__What the exercise asks__. Your answer should hold all lines of the entries that include the word "Lifecycle".
== == ==
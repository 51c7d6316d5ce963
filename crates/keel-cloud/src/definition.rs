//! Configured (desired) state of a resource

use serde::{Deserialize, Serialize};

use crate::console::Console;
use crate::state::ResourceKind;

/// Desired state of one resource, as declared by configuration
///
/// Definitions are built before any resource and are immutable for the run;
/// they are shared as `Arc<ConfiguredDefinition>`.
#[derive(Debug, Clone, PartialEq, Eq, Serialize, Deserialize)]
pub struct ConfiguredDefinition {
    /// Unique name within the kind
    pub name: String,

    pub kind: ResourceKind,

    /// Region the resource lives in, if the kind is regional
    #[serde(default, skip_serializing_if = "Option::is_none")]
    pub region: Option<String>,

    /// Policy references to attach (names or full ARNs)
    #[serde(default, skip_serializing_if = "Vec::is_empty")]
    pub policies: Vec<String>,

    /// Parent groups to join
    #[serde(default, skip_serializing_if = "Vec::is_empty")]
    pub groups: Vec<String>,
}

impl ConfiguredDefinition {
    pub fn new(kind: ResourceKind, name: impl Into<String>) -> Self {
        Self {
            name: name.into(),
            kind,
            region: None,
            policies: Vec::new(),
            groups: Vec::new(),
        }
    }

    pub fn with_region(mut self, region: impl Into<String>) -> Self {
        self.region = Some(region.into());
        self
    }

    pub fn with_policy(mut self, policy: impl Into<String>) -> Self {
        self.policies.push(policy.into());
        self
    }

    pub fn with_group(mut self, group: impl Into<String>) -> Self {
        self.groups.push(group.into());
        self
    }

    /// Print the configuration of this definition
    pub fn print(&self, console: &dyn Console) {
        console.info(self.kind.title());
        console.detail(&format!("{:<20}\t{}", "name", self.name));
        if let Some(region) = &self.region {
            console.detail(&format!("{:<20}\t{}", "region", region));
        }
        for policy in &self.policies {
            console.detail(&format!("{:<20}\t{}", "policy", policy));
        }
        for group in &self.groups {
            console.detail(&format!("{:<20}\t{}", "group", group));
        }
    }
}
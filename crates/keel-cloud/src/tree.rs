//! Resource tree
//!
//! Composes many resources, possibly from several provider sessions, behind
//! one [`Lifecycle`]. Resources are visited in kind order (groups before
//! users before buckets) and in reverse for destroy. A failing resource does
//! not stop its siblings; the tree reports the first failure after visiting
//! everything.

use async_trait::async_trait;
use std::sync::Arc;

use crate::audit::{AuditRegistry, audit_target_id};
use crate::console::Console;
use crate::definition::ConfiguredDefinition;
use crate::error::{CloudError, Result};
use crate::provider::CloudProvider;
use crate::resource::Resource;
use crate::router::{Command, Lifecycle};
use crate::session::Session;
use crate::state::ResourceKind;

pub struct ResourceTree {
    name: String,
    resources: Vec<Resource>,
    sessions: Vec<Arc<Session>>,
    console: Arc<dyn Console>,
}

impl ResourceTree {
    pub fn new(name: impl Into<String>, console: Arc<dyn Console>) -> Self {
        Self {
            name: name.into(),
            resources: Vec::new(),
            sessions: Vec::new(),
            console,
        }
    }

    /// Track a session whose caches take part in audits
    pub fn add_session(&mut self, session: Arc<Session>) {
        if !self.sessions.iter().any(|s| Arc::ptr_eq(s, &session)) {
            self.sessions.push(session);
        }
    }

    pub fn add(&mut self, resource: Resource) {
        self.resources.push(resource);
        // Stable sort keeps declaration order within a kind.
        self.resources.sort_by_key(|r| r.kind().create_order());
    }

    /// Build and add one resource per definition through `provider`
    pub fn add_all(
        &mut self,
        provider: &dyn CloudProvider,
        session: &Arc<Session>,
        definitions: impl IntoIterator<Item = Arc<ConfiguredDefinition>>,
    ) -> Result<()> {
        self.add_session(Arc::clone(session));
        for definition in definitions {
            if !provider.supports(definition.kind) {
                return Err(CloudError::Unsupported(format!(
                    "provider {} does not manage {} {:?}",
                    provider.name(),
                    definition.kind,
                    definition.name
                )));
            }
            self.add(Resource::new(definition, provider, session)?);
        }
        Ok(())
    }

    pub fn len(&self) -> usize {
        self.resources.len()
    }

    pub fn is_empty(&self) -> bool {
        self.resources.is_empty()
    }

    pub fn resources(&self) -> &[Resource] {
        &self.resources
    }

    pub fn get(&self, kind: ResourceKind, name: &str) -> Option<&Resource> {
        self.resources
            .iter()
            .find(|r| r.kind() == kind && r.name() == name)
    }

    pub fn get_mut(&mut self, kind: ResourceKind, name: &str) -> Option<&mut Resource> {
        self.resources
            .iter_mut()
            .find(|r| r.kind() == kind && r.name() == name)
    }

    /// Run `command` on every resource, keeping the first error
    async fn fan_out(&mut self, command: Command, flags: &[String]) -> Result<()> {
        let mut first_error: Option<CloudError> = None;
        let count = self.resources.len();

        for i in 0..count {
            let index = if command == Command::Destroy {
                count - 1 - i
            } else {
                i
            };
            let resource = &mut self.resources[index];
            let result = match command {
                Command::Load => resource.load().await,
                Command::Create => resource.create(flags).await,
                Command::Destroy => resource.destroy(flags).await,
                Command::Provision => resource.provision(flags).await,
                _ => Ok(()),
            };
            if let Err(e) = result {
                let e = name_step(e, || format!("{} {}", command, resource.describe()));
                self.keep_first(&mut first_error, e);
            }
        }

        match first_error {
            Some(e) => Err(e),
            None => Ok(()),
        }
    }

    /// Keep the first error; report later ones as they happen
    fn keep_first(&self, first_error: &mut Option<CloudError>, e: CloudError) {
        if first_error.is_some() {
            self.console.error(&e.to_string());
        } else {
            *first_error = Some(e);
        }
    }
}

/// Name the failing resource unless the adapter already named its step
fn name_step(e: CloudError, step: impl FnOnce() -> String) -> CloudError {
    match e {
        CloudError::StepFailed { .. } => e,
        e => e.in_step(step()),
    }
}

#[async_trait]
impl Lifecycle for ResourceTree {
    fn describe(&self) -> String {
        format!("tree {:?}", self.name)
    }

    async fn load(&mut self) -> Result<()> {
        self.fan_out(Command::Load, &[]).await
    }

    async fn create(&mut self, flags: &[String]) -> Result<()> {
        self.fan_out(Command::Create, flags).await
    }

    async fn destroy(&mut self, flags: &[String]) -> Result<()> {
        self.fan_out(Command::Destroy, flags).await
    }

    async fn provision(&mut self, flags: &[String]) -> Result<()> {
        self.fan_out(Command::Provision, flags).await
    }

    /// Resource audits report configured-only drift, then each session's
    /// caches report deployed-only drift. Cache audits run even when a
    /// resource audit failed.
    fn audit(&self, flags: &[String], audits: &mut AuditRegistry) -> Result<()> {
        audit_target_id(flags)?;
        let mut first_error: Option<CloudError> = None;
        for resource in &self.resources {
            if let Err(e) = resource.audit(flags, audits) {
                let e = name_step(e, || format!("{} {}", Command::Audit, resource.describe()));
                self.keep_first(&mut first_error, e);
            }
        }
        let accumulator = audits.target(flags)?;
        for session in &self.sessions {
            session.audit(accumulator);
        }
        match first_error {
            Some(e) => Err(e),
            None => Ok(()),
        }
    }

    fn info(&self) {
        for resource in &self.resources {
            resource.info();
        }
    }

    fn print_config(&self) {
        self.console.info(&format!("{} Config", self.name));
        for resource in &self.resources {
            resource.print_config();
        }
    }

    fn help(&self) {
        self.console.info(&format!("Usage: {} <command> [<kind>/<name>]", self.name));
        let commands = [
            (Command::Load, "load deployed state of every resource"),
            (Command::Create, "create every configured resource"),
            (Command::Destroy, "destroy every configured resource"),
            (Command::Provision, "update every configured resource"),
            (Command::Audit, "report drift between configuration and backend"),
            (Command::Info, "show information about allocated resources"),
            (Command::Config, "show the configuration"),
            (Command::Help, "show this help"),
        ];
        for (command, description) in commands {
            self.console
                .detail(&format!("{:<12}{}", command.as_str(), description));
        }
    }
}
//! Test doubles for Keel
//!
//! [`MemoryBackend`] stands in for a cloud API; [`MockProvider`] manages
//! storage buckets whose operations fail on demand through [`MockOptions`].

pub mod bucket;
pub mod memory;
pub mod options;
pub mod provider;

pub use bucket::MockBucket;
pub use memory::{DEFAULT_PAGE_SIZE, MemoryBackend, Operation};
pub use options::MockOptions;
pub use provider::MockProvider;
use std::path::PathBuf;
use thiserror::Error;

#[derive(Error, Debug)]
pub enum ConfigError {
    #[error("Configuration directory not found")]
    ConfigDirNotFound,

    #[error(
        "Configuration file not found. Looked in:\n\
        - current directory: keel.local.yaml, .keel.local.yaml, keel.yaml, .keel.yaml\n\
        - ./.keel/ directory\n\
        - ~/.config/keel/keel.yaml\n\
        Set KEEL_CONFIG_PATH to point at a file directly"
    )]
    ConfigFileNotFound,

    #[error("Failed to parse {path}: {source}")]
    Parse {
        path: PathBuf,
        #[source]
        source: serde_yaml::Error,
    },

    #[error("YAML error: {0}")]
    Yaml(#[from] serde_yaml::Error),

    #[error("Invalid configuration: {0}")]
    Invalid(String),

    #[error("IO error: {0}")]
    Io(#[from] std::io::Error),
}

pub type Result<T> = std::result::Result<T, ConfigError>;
== == ==
__Result__.
//! one [`Lifecycle`]. Resources are visited in kind order (groups before
use crate::router::{Command, Lifecycle};
impl Lifecycle for ResourceTree {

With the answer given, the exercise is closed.